Step-by-step explanation:
Effect of Abnormal K+ Channel Activity on Cardiac Repolarization
Abnormal activity of K+ channels in the heart can significantly impact the repolarization phase of the cardiac action potential, potentially leading to long QT syndrome. The action potential in cardiac cells consists of rapid depolarization, followed by a plateau phase, and concluding with repolarization. During repolarization, voltage-gated K+ channels open, allowing K+ to exit the cardiac myocytes. This outflow of K+ ions returns the cell to its resting membrane potential.

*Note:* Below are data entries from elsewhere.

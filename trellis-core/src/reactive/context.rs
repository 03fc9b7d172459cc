//! Reactive Context
//!
//! The reactive context tracks which computation is currently running, so a
//! tracked read knows whom to record as the reader.
//!
//! # Implementation
//!
//! Each runtime owns its own slots instead of sharing one global. Entering a
//! context swaps the new value into the slot and returns a guard that swaps
//! the previous value back on drop, including during unwinding. Nested
//! evaluations therefore restore the outer reader when they finish.
//!
//! The same mechanism backs the registration context that scoped effects
//! require.

use std::cell::RefCell;
use std::fmt;
use std::rc::Rc;

use indexmap::IndexSet;

use crate::graph::Dependency;

use super::SubscriberId;

/// Who receives the edges recorded by tracked reads.
#[derive(Clone)]
pub(crate) enum Observer {
    /// Edges go straight into the dependency graph.
    Subscriber(SubscriberId),
    /// Edges are collected without subscribing anyone.
    Capture(Rc<RefCell<IndexSet<Dependency>>>),
}

impl fmt::Debug for Observer {
    fn fmt(&self, f: &mut fmt::Formatter<'_>) -> fmt::Result {
        match self {
            Observer::Subscriber(id) => write!(f, "Subscriber({id})"),
            Observer::Capture(deps) => write!(f, "Capture({} deps)", deps.borrow().len()),
        }
    }
}

/// A save/restore slot holding the current value of one context.
pub(crate) struct ContextSlot<T: Clone> {
    current: RefCell<Option<T>>,
}

impl<T: Clone> ContextSlot<T> {
    pub fn new() -> Self {
        Self {
            current: RefCell::new(None),
        }
    }

    /// Make `value` current until the returned guard is dropped.
    ///
    /// Entering with `None` suspends the context.
    pub fn enter(&self, value: Option<T>) -> ContextGuard<'_, T> {
        let previous = self.current.replace(value);
        ContextGuard {
            slot: self,
            previous,
        }
    }

    pub fn current(&self) -> Option<T> {
        self.current.borrow().clone()
    }

    pub fn is_active(&self) -> bool {
        self.current.borrow().is_some()
    }
}

impl<T: Clone> Default for ContextSlot<T> {
    fn default() -> Self {
        Self::new()
    }
}

/// Restores the previous context value when dropped.
pub(crate) struct ContextGuard<'a, T: Clone> {
    slot: &'a ContextSlot<T>,
    previous: Option<T>,
}

impl<T: Clone> Drop for ContextGuard<'_, T> {
    fn drop(&mut self) {
        self.slot.current.replace(self.previous.take());
    }
}
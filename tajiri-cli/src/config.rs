use anyhow::{Context, Result};
use serde::{Deserialize, Serialize};
use std::fs;
use std::path::{Path, PathBuf};

use tajiri_functions::{LlmClient, Provider};

#[derive(Debug, Clone, Serialize, Deserialize)]
pub struct Config {
    pub llm: LlmSection,
    pub scheduler: SchedulerSection,
    pub advisor: AdvisorSection,
}

#[derive(Debug, Clone, Serialize, Deserialize)]
pub struct LlmSection {
    pub provider: String,
    pub model: String,
    /// Name of the environment variable holding the API key. The key itself
    /// never lives in the config file.
    pub api_key_env: String,
}

#[derive(Debug, Clone, Serialize, Deserialize)]
pub struct SchedulerSection {
    pub concurrency: usize,
    pub goal_timeout_secs: u64,
    pub retention_days: i64,
}

#[derive(Debug, Clone, Serialize, Deserialize)]
pub struct AdvisorSection {
    pub max_context_transactions: usize,
}

impl Default for Config {
    fn default() -> Self {
        Self {
            llm: LlmSection {
                provider: "gemini".to_string(),
                model: "gemini-2.5-flash".to_string(),
                api_key_env: "GEMINI_API_KEY".to_string(),
            },
            scheduler: SchedulerSection {
                concurrency: 8,
                goal_timeout_secs: 30,
                retention_days: tajiri_functions::DEFAULT_RETENTION_DAYS,
            },
            advisor: AdvisorSection {
                max_context_transactions: 50,
            },
        }
    }
}

pub fn config_path(data_dir: &Path) -> PathBuf {
    data_dir.join("config.toml")
}

pub fn load_config(data_dir: &Path) -> Result<Config> {
    let p = config_path(data_dir);
    if !p.exists() {
        return Ok(Config::default());
    }
    let s = fs::read_to_string(&p).with_context(|| format!("read {}", p.display()))?;
    Ok(toml::from_str(&s).context("parse config.toml")?)
}

pub fn save_config(data_dir: &Path, cfg: &Config) -> Result<()> {
    let p = config_path(data_dir);
    let s = toml::to_string_pretty(cfg).context("serialize config")?;
    fs::write(&p, s).with_context(|| format!("write {}", p.display()))?;
    Ok(())
}

pub fn init_config(data_dir: &Path) -> Result<()> {
    let p = config_path(data_dir);
    if p.exists() {
        println!("Config already exists: {}", p.display());
        return Ok(());
    }
    save_config(data_dir, &Config::default())?;
    println!("Wrote {}", p.display());
    Ok(())
}

/// Build the LLM client when the configured key is present in the
/// environment. A missing key is not an error: handlers that need a model
/// say so themselves, everything else runs without one.
pub fn llm_client(cfg: &Config) -> Result<Option<LlmClient>> {
    let Ok(key) = std::env::var(&cfg.llm.api_key_env) else {
        return Ok(None);
    };
    let provider = Provider::from_name(&cfg.llm.provider)?;
    Ok(Some(LlmClient::new(provider, &cfg.llm.model, key)))
}
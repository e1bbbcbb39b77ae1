//! Seed-file parsing: a hand-editable JSON fixture normalized into store
//! records. Used to stock a local store for development and integration
//! tests without writing full document shapes by hand.

use std::collections::BTreeMap;

use anyhow::{Context, Result};
use chrono::{NaiveDate, NaiveDateTime, NaiveTime};
use serde::Deserialize;

use tajiri_core::{Budget, Goal, Transaction, TransactionKind};

use crate::memory::{MemoryStore, Snapshot, UserRecord};

#[derive(Debug, Deserialize)]
struct SeedFile {
    #[serde(default)]
    users: BTreeMap<String, SeedUser>,
}

#[derive(Debug, Default, Deserialize)]
struct SeedUser {
    #[serde(default)]
    transactions: Vec<SeedTransaction>,
    #[serde(default)]
    goals: Vec<SeedGoal>,
    #[serde(default)]
    budgets: Vec<SeedBudget>,
}

/// Transaction as written in a seed file: "YYYY-MM-DD HH:MM" dates, UTC.
#[derive(Debug, Deserialize)]
struct SeedTransaction {
    #[serde(rename = "type", default)]
    kind: TransactionKind,
    amount: f64,
    category: String,
    #[serde(default)]
    description: String,
    date: String,
}

#[derive(Debug, Deserialize)]
struct SeedGoal {
    name: String,
    target_amount: f64,
    daily_limit: f64,
    start_date: NaiveDate,
    #[serde(default)]
    timezone: Option<String>,
    #[serde(default)]
    saved_amount: f64,
    #[serde(default)]
    streak_count: u32,
    #[serde(default)]
    grace_days_used: u32,
}

#[derive(Debug, Deserialize)]
struct SeedBudget {
    category: String,
    monthly_amount: f64,
}

fn parse_seed_date(raw: &str) -> Result<chrono::DateTime<chrono::Utc>> {
    let ndt = NaiveDateTime::parse_from_str(raw, "%Y-%m-%d %H:%M")
        .with_context(|| format!("invalid seed date '{raw}' (expected YYYY-MM-DD HH:MM)"))?;
    Ok(ndt.and_utc())
}

/// Parse a seed file into a store snapshot. Ids are assigned per user in
/// listed order, so seeds produce stable data across runs.
pub fn parse_seed(json: &str) -> Result<Snapshot> {
    let seed: SeedFile = serde_json::from_str(json).context("parse seed file")?;
    let mut snapshot = Snapshot::new();

    for (user_id, user) in seed.users {
        let mut record = UserRecord::default();

        for t in user.transactions {
            record.next_id += 1;
            let date = parse_seed_date(&t.date)
                .with_context(|| format!("user {user_id}"))?;
            record.transactions.push(Transaction::new(
                format!("txn-{}", record.next_id),
                t.kind,
                t.amount,
                t.category,
                t.description,
                date,
            ));
        }

        for g in user.goals {
            record.next_id += 1;
            let created = g.start_date.and_time(NaiveTime::MIN).and_utc();
            let mut goal = Goal::new(
                format!("goal-{}", record.next_id),
                g.name,
                g.target_amount,
                g.daily_limit,
                g.start_date,
                g.timezone,
                created,
            );
            goal.saved_amount = g.saved_amount;
            goal.streak_count = g.streak_count;
            goal.grace_days_used = g.grace_days_used;
            record.goals.push(goal);
        }

        for b in user.budgets {
            record.next_id += 1;
            // Seed budgets carry no timestamp; epoch keeps them deterministic.
            let created = chrono::DateTime::<chrono::Utc>::UNIX_EPOCH;
            record.budgets.push(Budget::new(
                format!("budget-{}", record.next_id),
                b.category,
                b.monthly_amount,
                created,
            ));
        }

        snapshot.insert(user_id, record);
    }

    Ok(snapshot)
}

impl MemoryStore {
    /// Convenience for tests and the CLI: parse a seed file straight into a
    /// working store.
    pub fn from_seed_json(json: &str) -> Result<MemoryStore> {
        Ok(MemoryStore::from_snapshot(parse_seed(json)?))
    }
}

#[cfg(test)]
mod tests {
    use super::*;
    use crate::{GoalStore, TransactionStore};
    use chrono::{TimeZone, Utc};

    const SEED: &str = r#"{
        "users": {
            "asha": {
                "transactions": [
                    {"type": "expense", "amount": 5000, "category": "food", "description": "lunch", "date": "2026-03-10 12:30"},
                    {"type": "income", "amount": 250000, "category": "salary", "date": "2026-03-01 09:00"}
                ],
                "goals": [
                    {"name": "Emergency fund", "target_amount": 100000, "daily_limit": 10000,
                     "start_date": "2026-03-01", "timezone": "Africa/Dar_es_Salaam", "saved_amount": 20000}
                ],
                "budgets": [
                    {"category": "food", "monthly_amount": 150000}
                ]
            }
        }
    }"#;

    #[tokio::test]
    async fn seed_round_trips_into_a_working_store() {
        let store = MemoryStore::from_seed_json(SEED).unwrap();

        let goals = store.list_active_goals("asha").await.unwrap();
        assert_eq!(goals.len(), 1);
        assert_eq!(goals[0].name, "Emergency fund");
        assert_eq!(goals[0].saved_amount, 20_000.0);
        assert_eq!(goals[0].timezone.as_deref(), Some("Africa/Dar_es_Salaam"));

        let start = Utc.with_ymd_and_hms(2026, 3, 10, 0, 0, 0).unwrap();
        let end = Utc.with_ymd_and_hms(2026, 3, 10, 23, 59, 59).unwrap();
        // Income is not counted as spend.
        assert_eq!(store.sum_expenses("asha", start, end).await.unwrap(), 5_000.0);
    }

    #[test]
    fn bad_date_is_a_readable_error() {
        let err = parse_seed(r#"{"users": {"u": {"transactions": [
            {"amount": 1, "category": "x", "date": "10/03/2026"}
        ]}}}"#)
        .unwrap_err();
        assert!(format!("{err:#}").contains("invalid seed date"));
    }
}
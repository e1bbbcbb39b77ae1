//! Timezone-aware local day windows.
//!
//! Every goal is reconciled against "today" in its own zone, independent of
//! the server's clock and of other goals processed in the same run.

use anyhow::Result;
use chrono::{DateTime, Duration, NaiveTime, TimeZone, Utc};
use chrono_tz::Tz;

/// Zone applied when a goal document has no timezone of its own.
pub const DEFAULT_TIMEZONE: &str = "Africa/Dar_es_Salaam";

/// One local calendar day, expressed as an inclusive UTC instant window.
#[derive(Debug, Clone, Copy, PartialEq)]
pub struct DayWindow {
    /// The local calendar date this window covers.
    pub date: chrono::NaiveDate,
    /// Local midnight, in UTC.
    pub start: DateTime<Utc>,
    /// One millisecond before the next local midnight, in UTC.
    pub end: DateTime<Utc>,
}

impl DayWindow {
    /// Resolve "today" for the given zone at the reference instant `now`.
    ///
    /// `timezone` falls back to [`DEFAULT_TIMEZONE`] when absent; an
    /// unparseable zone name is an error (the caller treats it as a
    /// misconfigured goal). Ambiguous or skipped local midnights around a
    /// DST transition resolve to the earliest valid instant.
    pub fn resolve(timezone: Option<&str>, now: DateTime<Utc>) -> Result<DayWindow> {
        let name = timezone.unwrap_or(DEFAULT_TIMEZONE);
        let tz: Tz = name
            .parse()
            .map_err(|_| anyhow::anyhow!("invalid timezone: {name}"))?;

        let date = now.with_timezone(&tz).date_naive();
        let start = local_midnight(tz, date)?;
        let end = local_midnight(tz, date + Duration::days(1))? - Duration::milliseconds(1);

        Ok(DayWindow {
            date,
            start: start.with_timezone(&Utc),
            end: end.with_timezone(&Utc),
        })
    }
}

fn local_midnight(tz: Tz, date: chrono::NaiveDate) -> Result<DateTime<Tz>> {
    tz.from_local_datetime(&date.and_time(NaiveTime::MIN))
        .earliest()
        .ok_or_else(|| anyhow::anyhow!("no valid midnight for {date} in {tz}"))
}

#[cfg(test)]
mod tests {
    use super::*;
    use chrono::NaiveDate;

    #[test]
    fn test_dar_es_salaam_window() {
        // EAT is UTC+3, no DST. 2026-03-02 20:30 UTC is 23:30 local.
        let now = Utc.with_ymd_and_hms(2026, 3, 2, 20, 30, 0).unwrap();
        let w = DayWindow::resolve(Some("Africa/Dar_es_Salaam"), now).unwrap();

        assert_eq!(w.date, NaiveDate::from_ymd_opt(2026, 3, 2).unwrap());
        assert_eq!(w.start.to_rfc3339(), "2026-03-01T21:00:00+00:00");
        assert_eq!(w.end.to_rfc3339(), "2026-03-02T20:59:59.999+00:00");
    }

    #[test]
    fn test_local_date_can_differ_from_utc_date() {
        // 22:30 UTC is already the next day in UTC+3.
        let now = Utc.with_ymd_and_hms(2026, 3, 2, 22, 30, 0).unwrap();
        let w = DayWindow::resolve(None, now).unwrap();
        assert_eq!(w.date, NaiveDate::from_ymd_opt(2026, 3, 3).unwrap());
    }

    #[test]
    fn test_zones_get_independent_windows() {
        let now = Utc.with_ymd_and_hms(2026, 3, 2, 1, 0, 0).unwrap();
        let dar = DayWindow::resolve(Some("Africa/Dar_es_Salaam"), now).unwrap();
        let chicago = DayWindow::resolve(Some("America/Chicago"), now).unwrap();

        assert_eq!(dar.date, NaiveDate::from_ymd_opt(2026, 3, 2).unwrap());
        assert_eq!(chicago.date, NaiveDate::from_ymd_opt(2026, 3, 1).unwrap());
        assert_ne!(dar.start, chicago.start);
    }

    #[test]
    fn test_invalid_zone_is_an_error() {
        let now = Utc.with_ymd_and_hms(2026, 3, 2, 1, 0, 0).unwrap();
        assert!(DayWindow::resolve(Some("Mars/Olympus_Mons"), now).is_err());
    }

    #[test]
    fn test_dst_spring_forward_day_is_shorter() {
        // US spring forward 2026-03-08: the local day is 23 hours long.
        let now = Utc.with_ymd_and_hms(2026, 3, 8, 18, 0, 0).unwrap();
        let w = DayWindow::resolve(Some("America/Chicago"), now).unwrap();
        assert_eq!(w.date, NaiveDate::from_ymd_opt(2026, 3, 8).unwrap());
        let span = w.end - w.start;
        assert_eq!(span, Duration::hours(23) - Duration::milliseconds(1));
    }
}
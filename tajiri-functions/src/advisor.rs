//! The AI advisory handler: gather the user's recent spending and goal
//! progress into context blocks, hand them to the model, return its reply.

use anyhow::{Result, bail};
use chrono::{DateTime, Utc};

use tajiri_core::{Goal, TimeFrame, Transaction};
use tajiri_store::{GoalStore, TransactionStore};

use crate::llm::LlmClient;

pub const ADVISOR_SYSTEM_PROMPT: &str = "You are a friendly and helpful AI financial advisor \
     named Tajiri for an expense tracker app. Your tone is encouraging and non-judgmental. \
     Provide a concise, helpful, and actionable response (max 3-4 sentences). Connect the \
     user's spending habits to their goal progress where relevant. If no data was found, say \
     so. If the question is not related to finance, politely decline to answer.";

/// How many transactions are worth showing the model.
pub const DEFAULT_MAX_CONTEXT: usize = 50;

pub async fn get_advisory_message<S: TransactionStore + GoalStore>(
    store: &S,
    llm: Option<&LlmClient>,
    user_id: &str,
    message: &str,
    now: DateTime<Utc>,
    max_context: usize,
) -> Result<String> {
    let Some(llm) = llm else {
        bail!("advisory messages require a configured LLM provider");
    };
    if message.trim().is_empty() {
        bail!("a message is required");
    }

    let frame = TimeFrame::from_text(message, now);
    let mut expenses = store.expenses_in(user_id, frame.start, frame.end).await?;
    expenses.truncate(max_context.max(1));
    let goals = store.list_goals(user_id).await?;

    let prompt = build_prompt(message, &frame, &expenses, &goals, now);
    llm.complete(ADVISOR_SYSTEM_PROMPT, &prompt).await
}

fn build_prompt(
    message: &str,
    frame: &TimeFrame,
    expenses: &[Transaction],
    goals: &[Goal],
    now: DateTime<Utc>,
) -> String {
    format!(
        "The current date is {}.\n\nUSER'S QUESTION: \"{}\"\n\n\
         1. SPENDING DATA {}:\n{}\n\n\
         2. SAVINGS GOALS:\n{}",
        now.format("%Y-%m-%d"),
        message.trim(),
        frame.label,
        expense_context(expenses),
        goals_context(goals),
    )
}

fn expense_context(expenses: &[Transaction]) -> String {
    if expenses.is_empty() {
        return "No expenses were found for this period.".to_string();
    }
    expenses
        .iter()
        .map(|e| {
            format!(
                "- {}: {:.2} on {}",
                e.label(),
                e.amount,
                e.date.format("%Y-%m-%d")
            )
        })
        .collect::<Vec<_>>()
        .join("\n")
}

fn goals_context(goals: &[Goal]) -> String {
    if goals.is_empty() {
        return "No active savings goals found.".to_string();
    }
    goals
        .iter()
        .map(|g| {
            format!(
                "- Goal: '{}', Progress: {:.2} / {:.2}",
                g.name, g.saved_amount, g.target_amount
            )
        })
        .collect::<Vec<_>>()
        .join("\n")
}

When there is a disturbance, such as the use of potassium channel blockers like amiodarone and procainamide, the movement of K+ through these channels is impeded. Consequently, the repolarization phase of the cardiac action potential is prolonged, which can be observed as a lengthened QT interval on an electrocardiogram (ECG). This extended QT interval reflects the delayed repolarization and can increase the risk of cardiac dysrhythmias, such as torsades de pointes, which can be life-threatening.
The activity of potassium channel blockers and their effects not only extend the QT interval but may also affect the heart rate or pulse by altering the overall rhythm of the heart's electrical activity. For example, an abnormal electrical pattern and an increased frequency between QRS complexes could result in increased heart rate. In cases where there is an extracellular increase in K+ concentration, it can further exacerbate the transmission of action potentials, affecting the contraction and overall function of the heart.